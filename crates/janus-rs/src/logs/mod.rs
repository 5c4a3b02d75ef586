//! Logging setup for Janus binaries.

pub mod logger;
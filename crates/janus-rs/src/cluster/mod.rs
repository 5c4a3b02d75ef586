//! Worker process lifecycle: spawn, schedule, limit, respawn, drain.
//!
//! - [`registry`] - Ready-worker snapshots and request scheduling
//! - [`limits`] - /proc sampling and pre-exec resource limits
//! - [`supervisor`] - Spawn/respawn, restart-storm protection, shutdown

pub mod limits;
pub mod registry;
pub mod supervisor;

pub use registry::WorkerRegistry;
pub use supervisor::{Supervisor, SupervisorError, WorkerState};
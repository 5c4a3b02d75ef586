//! Fixed-window rate limiting with standard `RateLimit-*` headers.
//!
//! One counter per key (client IP, or IP + route under the `per-ip-route`
//! strategy). A window is `[start, start + window_ms)`; the first request
//! past the boundary rolls the window over. Counter updates are linearizable
//! per key: the store holds one lock across the read-modify-write.
//!
//! When a request is rejected the `onRateLimit` plugin hook fires before the
//! 429 is written, and the response carries `RateLimit-Limit`,
//! `RateLimit-Remaining: 0`, and `RateLimit-Reset`.

use actix_web::dev::{Service, ServiceRequest, ServiceResponse, Transform};
use actix_web::http::header::{HeaderName, HeaderValue};
use actix_web::Error as ActixError;
use chrono::Utc;
use futures::future::{LocalBoxFuture, Ready};
use log::warn;
use parking_lot::Mutex;
use std::collections::HashMap;
use std::sync::Arc;
use std::task::{Context, Poll};

use crate::models::error::GatewayError;
use crate::models::settings::{RateLimitSettings, RateLimitStrategy};
use crate::plugins::{PluginManager, RateLimitInfo};

use super::admission::client_ip;

#[derive(Debug, Clone)]
struct Window {
    count: u64,
    start_ms: i64,
}

/// Verdict for one request against its key's window.
#[derive(Debug, Clone, PartialEq)]
pub struct RateLimitVerdict {
    pub allowed: bool,
    pub limit: u64,
    pub remaining: u64,
    /// Unix milliseconds when the window rolls over.
    pub reset_ms: i64,
}

/// The fixed-window counter store.
#[derive(Debug)]
pub struct RateLimitStore {
    limit: u64,
    window_ms: u64,
    windows: Mutex<HashMap<String, Window>>,
}

impl RateLimitStore {
    pub fn new(limit: u64, window_ms: u64) -> Self {
        Self {
            limit,
            window_ms,
            windows: Mutex::new(HashMap::new()),
        }
    }

    /// Counts one request against `key` and returns the verdict.
    pub fn check(&self, key: &str) -> RateLimitVerdict {
        self.check_at(key, Utc::now().timestamp_millis())
    }

    /// Clock-injected variant, used by tests to cross window edges.
    pub fn check_at(&self, key: &str, now_ms: i64) -> RateLimitVerdict {
        let mut windows = self.windows.lock();
        let window = windows.entry(key.to_string()).or_insert(Window {
            count: 0,
            start_ms: now_ms,
        });

        if now_ms - window.start_ms >= self.window_ms as i64 {
            window.count = 0;
            window.start_ms = now_ms;
        }

        let reset_ms = window.start_ms + self.window_ms as i64;
        if window.count >= self.limit {
            return RateLimitVerdict {
                allowed: false,
                limit: self.limit,
                remaining: 0,
                reset_ms,
            };
        }
        window.count += 1;
        RateLimitVerdict {
            allowed: true,
            limit: self.limit,
            remaining: self.limit - window.count,
            reset_ms,
        }
    }

    /// Drops windows stale for more than two periods.
    pub fn sweep(&self) {
        let now = Utc::now().timestamp_millis();
        let ttl = 2 * self.window_ms as i64;
        self.windows
            .lock()
            .retain(|_, w| now - w.start_ms < ttl);
    }
}

/// Middleware factory for the limiter gate.
#[derive(Clone)]
pub struct RateLimit {
    settings: RateLimitSettings,
    store: Arc<RateLimitStore>,
    plugins: Arc<PluginManager>,
}

impl RateLimit {
    pub fn new(settings: RateLimitSettings, plugins: Arc<PluginManager>) -> Self {
        let store = Arc::new(RateLimitStore::new(
            settings.global.requests,
            settings.global.window,
        ));
        Self {
            settings,
            store,
            plugins,
        }
    }

    pub fn store(&self) -> &Arc<RateLimitStore> {
        &self.store
    }

    fn key_for(&self, req: &ServiceRequest) -> String {
        let ip = client_ip(req);
        match self.settings.strategy {
            RateLimitStrategy::PerIp => format!("ip:{}", ip),
            RateLimitStrategy::PerIpRoute => format!("ip:{}:{}", ip, req.path()),
        }
    }
}

impl<S, B> Transform<S, ServiceRequest> for RateLimit
where
    S: Service<ServiceRequest, Response = ServiceResponse<B>, Error = ActixError> + 'static,
    S::Future: 'static,
    B: 'static,
{
    type Response = ServiceResponse<B>;
    type Error = ActixError;
    type Transform = RateLimitMiddleware<S>;
    type InitError = ();
    type Future = Ready<Result<Self::Transform, Self::InitError>>;

    fn new_transform(&self, service: S) -> Self::Future {
        futures::future::ready(Ok(RateLimitMiddleware {
            service: Arc::new(service),
            limiter: self.clone(),
        }))
    }
}

pub struct RateLimitMiddleware<S> {
    service: Arc<S>,
    limiter: RateLimit,
}

impl<S, B> Service<ServiceRequest> for RateLimitMiddleware<S>
where
    S: Service<ServiceRequest, Response = ServiceResponse<B>, Error = ActixError> + 'static,
    S::Future: 'static,
    B: 'static,
{
    type Response = ServiceResponse<B>;
    type Error = ActixError;
    type Future = LocalBoxFuture<'static, Result<Self::Response, Self::Error>>;

    fn poll_ready(&self, cx: &mut Context<'_>) -> Poll<Result<(), Self::Error>> {
        self.service.poll_ready(cx)
    }

    fn call(&self, req: ServiceRequest) -> Self::Future {
        let service = Arc::clone(&self.service);
        let limiter = self.limiter.clone();

        Box::pin(async move {
            if !limiter.settings.enabled {
                return service.call(req).await;
            }

            let key = limiter.key_for(&req);
            let verdict = limiter.store.check(&key);

            if !verdict.allowed {
                let peer = client_ip(&req);
                warn!("Rate limit exceeded for {}", key);
                let info = RateLimitInfo {
                    key: key.clone(),
                    limit: verdict.limit,
                    remaining: 0,
                    reset_ms: verdict.reset_ms,
                };
                limiter
                    .plugins
                    .notify_rate_limit(&info, &peer, req.path())
                    .await;

                let retry_after_ms =
                    (verdict.reset_ms - Utc::now().timestamp_millis()).max(0) as u64;
                return Err(RateLimited {
                    error: GatewayError::RateLimited { retry_after_ms },
                    verdict,
                }
                .into());
            }

            let mut res = service.call(req).await?;
            stamp_headers(res.headers_mut(), &verdict);
            Ok(res)
        })
    }
}

fn stamp_headers(headers: &mut actix_web::http::header::HeaderMap, verdict: &RateLimitVerdict) {
    let pairs = [
        ("ratelimit-limit", verdict.limit.to_string()),
        ("ratelimit-remaining", verdict.remaining.to_string()),
        (
            "ratelimit-reset",
            ((verdict.reset_ms.max(0) as u64) / 1000).to_string(),
        ),
    ];
    for (name, value) in pairs {
        if let (Ok(name), Ok(value)) = (
            HeaderName::from_bytes(name.as_bytes()),
            HeaderValue::from_str(&value),
        ) {
            headers.insert(name, value);
        }
    }
}

/// The 429 rejection: the gateway error body plus the limiter headers.
#[derive(Debug)]
struct RateLimited {
    error: GatewayError,
    verdict: RateLimitVerdict,
}

impl std::fmt::Display for RateLimited {
    fn fmt(&self, f: &mut std::fmt::Formatter<'_>) -> std::fmt::Result {
        self.error.fmt(f)
    }
}

impl actix_web::error::ResponseError for RateLimited {
    fn status_code(&self) -> actix_web::http::StatusCode {
        self.error.status()
    }

    fn error_response(&self) -> actix_web::HttpResponse {
        let mut response = self.error.to_response(&uuid::Uuid::new_v4().to_string());
        stamp_headers(response.headers_mut(), &self.verdict);
        response
    }
}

# Assignment:
Include the first line, the line containing "pre-exec resource limits", and every line between them, copied exactly from the material above; output no other line.

# Written solution:
filename crates/janus-rs/src/logs/mod.rs
repository 5c4a3b02d75ef586
//! Logging setup for Janus binaries.

pub mod logger;
filename crates/janus-rs/src/cluster/mod.rs
repository 5c4a3b02d75ef586
//! Worker process lifecycle: spawn, schedule, limit, respawn, drain.
//!
//! - [`registry`] - Ready-worker snapshots and request scheduling
//! - [`limits`] - /proc sampling and pre-exec resource limits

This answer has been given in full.